- **How to complete this task**:
Scan the lines below for "Body" and copy the matches.

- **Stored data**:

·····

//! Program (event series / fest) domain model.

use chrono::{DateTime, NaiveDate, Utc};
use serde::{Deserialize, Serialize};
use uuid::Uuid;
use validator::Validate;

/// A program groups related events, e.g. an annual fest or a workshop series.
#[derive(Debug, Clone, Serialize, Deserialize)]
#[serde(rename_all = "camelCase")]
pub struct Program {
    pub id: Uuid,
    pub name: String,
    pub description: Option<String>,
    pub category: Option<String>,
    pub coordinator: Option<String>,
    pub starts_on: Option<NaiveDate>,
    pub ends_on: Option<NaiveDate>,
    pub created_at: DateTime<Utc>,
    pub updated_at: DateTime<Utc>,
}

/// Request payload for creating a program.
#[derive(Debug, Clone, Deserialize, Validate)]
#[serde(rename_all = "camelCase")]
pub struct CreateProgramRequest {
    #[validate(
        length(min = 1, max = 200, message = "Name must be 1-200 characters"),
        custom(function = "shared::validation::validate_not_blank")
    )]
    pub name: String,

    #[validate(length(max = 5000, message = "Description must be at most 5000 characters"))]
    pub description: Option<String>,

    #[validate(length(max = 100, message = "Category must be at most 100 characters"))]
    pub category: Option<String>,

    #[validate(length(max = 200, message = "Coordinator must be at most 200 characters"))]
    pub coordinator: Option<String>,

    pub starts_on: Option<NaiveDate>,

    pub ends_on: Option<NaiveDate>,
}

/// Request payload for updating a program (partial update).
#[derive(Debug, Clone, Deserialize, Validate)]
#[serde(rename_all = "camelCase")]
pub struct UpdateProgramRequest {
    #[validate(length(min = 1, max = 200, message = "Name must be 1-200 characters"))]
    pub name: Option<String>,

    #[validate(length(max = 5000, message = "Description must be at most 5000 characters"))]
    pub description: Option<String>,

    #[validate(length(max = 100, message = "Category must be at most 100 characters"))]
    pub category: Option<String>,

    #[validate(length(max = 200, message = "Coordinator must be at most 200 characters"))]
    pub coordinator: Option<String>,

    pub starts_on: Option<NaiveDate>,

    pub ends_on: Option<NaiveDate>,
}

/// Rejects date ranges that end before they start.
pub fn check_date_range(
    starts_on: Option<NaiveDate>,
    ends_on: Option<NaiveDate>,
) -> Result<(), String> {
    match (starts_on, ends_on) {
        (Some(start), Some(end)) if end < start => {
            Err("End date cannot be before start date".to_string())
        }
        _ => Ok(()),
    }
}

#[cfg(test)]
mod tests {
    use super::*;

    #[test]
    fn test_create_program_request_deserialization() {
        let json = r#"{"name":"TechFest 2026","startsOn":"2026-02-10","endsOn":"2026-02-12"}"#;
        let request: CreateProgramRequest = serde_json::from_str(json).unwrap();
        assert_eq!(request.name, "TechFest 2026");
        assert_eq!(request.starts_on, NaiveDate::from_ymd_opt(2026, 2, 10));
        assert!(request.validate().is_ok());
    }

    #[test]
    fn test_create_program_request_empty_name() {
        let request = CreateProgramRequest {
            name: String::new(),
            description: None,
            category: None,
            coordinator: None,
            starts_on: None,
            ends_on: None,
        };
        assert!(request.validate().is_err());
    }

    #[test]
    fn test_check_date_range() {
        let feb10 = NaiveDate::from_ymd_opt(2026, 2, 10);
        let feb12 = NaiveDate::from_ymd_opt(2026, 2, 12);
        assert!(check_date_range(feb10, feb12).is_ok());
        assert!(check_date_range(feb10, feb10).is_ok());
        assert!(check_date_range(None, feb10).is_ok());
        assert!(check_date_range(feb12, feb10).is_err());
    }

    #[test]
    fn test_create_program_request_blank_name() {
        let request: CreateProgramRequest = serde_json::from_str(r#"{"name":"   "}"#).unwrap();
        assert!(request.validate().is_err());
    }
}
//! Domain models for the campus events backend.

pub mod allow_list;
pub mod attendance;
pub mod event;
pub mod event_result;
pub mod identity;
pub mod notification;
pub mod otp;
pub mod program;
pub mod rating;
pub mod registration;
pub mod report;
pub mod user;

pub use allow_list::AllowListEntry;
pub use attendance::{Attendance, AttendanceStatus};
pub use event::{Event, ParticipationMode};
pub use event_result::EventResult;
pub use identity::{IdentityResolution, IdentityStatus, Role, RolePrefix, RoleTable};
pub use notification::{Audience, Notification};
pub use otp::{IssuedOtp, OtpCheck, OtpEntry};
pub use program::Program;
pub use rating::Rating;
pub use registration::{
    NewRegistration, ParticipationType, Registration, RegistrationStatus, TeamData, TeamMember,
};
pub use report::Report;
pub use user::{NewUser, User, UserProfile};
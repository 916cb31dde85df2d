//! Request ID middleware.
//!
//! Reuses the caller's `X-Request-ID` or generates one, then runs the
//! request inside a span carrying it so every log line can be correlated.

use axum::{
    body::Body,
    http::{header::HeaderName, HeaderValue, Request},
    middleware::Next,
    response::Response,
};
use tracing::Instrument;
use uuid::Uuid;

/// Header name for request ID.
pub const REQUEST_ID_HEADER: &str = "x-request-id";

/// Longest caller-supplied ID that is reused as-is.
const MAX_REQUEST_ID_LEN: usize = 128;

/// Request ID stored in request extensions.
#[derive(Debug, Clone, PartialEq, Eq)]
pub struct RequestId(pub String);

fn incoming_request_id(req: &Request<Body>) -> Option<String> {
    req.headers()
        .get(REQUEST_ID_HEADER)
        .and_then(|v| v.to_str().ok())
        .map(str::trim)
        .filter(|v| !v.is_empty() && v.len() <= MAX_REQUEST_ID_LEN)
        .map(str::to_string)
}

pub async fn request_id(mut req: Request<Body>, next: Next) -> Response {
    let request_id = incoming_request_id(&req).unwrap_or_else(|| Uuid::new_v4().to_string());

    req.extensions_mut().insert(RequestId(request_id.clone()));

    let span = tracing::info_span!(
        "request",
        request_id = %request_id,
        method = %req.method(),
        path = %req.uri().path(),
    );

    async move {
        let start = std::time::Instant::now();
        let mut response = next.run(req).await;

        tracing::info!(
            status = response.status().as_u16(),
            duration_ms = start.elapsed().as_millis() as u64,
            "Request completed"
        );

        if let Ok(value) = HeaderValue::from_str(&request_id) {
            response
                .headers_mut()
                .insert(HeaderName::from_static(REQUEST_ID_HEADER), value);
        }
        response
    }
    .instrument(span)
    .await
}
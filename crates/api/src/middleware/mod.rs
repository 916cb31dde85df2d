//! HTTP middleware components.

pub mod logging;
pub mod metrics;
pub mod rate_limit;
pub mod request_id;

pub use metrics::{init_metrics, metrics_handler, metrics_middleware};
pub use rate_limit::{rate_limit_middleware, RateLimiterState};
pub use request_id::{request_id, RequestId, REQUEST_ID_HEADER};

·····

- **Task response**:
    body::Body,
fn incoming_request_id(req: &Request<Body>) -> Option<String> {
pub async fn request_id(mut req: Request<Body>, next: Next) -> Response {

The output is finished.